La semaine suivante, la piscine en plein air du parc Owada Koen a ouvert ses portes pour l'été. Je serai intelligent, J'ai pensé, Je vais chronométrer celui-ci juste comme il faut. Je me suis donc présenté au parc vers 10 h à 10 h du matin, j'ai payé 320 ¥, j'ai changé et, sur le coup de 10, je suis sorti à la piscine. J'ai réussi à plonger dans un orteil.

"Vous ne pouvez pas nager maintenant."

"Je ne sais pas nager maintenant?" J'ai pleuré. «C’est après l’heure! Je ne suis pas du tout fatigué! J'ai même mon bonnet de bain ridicule qui couvre les cheveux de ma tête mais qui ne parvient même pas à garder ma barbe hors de l'eau. Pourquoi est-ce que je ne peux pas nager? " J'avais appris à jurer en japonais à ce stade.

«Classe d'école primaire», fut sa réponse.

En fait, mes jurons japonais étaient encore relativement amateurs, alors j'ai juré de manière assez experte en anglais. Puis, prenant une profonde inspiration, j'ai posé la question évidente.

"Pourquoi, alors, la jeune fille qui a pris mes 300 yens ne me l'a-t-elle pas dit?"

J’ai vu des regards vides dans ma journée - je suis enseignant; Je ne vois pas grand-chose d'autre - mais le regard que j'ai vu à ce stade, du jeune sauveteur qui était sur le point d'enseigner la classe de natation de l'école primaire, était absolument stoïque.

J'ai attendu. J'étais sec; le soleil brillait sur ma peau. Enfin, vers une heure et demie, les enfants ont quitté la piscine. J'ai ramassé mon chapeau ridicule et j'ai de nouveau essayé d'entrer dans la piscine.

«Vous ne pouvez pas encore nager», m'a-t-on dit.

"Oh, pour f ... pourquoi pas?"

«Nous devons vérifier la piscine.»

"Pour quoi? Cadavres?"

Puis j'ai vu un autre sauveteur, face contre terre dans l'eau claire et propre, masque et tuba sur la tête et palmes aux pieds, nageant des longueurs de la piscine. Ils recherchaient en effet des cadavres. Je suppose que c'est légitime.

Finalement, à 10 h 38, j'ai été invité à entrer dans la piscine. J'ai nagé. L'eau était fraîche, le soleil était chaud. C'était du bonheur.

Puis, exactement 12 minutes plus tard, un coup de sifflet a retenti.

«Vous avez, vous avez absolument», ai-je plaidé, dans mon très sincère japonais, «pour me chier complètement.

«Il est dix heures. Temps de repos."

«Mais, ai-je raisonné, je nage depuis 12 minutes. Vous m'avez vous-même gardé hors de la piscine jusqu'à il y a 12 minutes.
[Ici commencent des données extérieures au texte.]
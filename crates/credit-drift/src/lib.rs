mod engine;
mod error;
mod ks;
mod psi;
mod report;
mod severity;
mod snapshot;

pub use engine::{DriftEngine, DriftRun, DriftSettings};
pub use error::{DriftError, DriftErrorKind};
pub use ks::{EqualityTest, ReferenceDistribution, kolmogorov_p_value, two_sample_ks};
pub use psi::{BinOccupancy, StabilityIndex, StabilityIndexCalculator};
pub use report::{DRIFT_SCHEMA_VERSION, DriftReport, DriftStatus};
pub use severity::{Severity, SeverityThresholds, classify_severity};
pub use snapshot::{DistributionSnapshot, Snapshot, build_snapshot};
Maintenant, après quelques années, les langues commencent à se fondre dans l'esprit. Vous arrêtez de vous souvenir de ce qui a été dit dans quelle langue. Vous vous souvenez juste des significations. Mais ce commentaire, cette réponse, je me souviendrai toujours exactement de la façon dont cela a été dit en japonais.

Saki wa saki, ima wa ima. » C'était avant, c'est maintenant.

C'est alors que j'ai su qu'il était temps d'abandonner. J'ai quitté le Japon environ deux ans plus tard et je n'ai plus jamais demandé «pourquoi».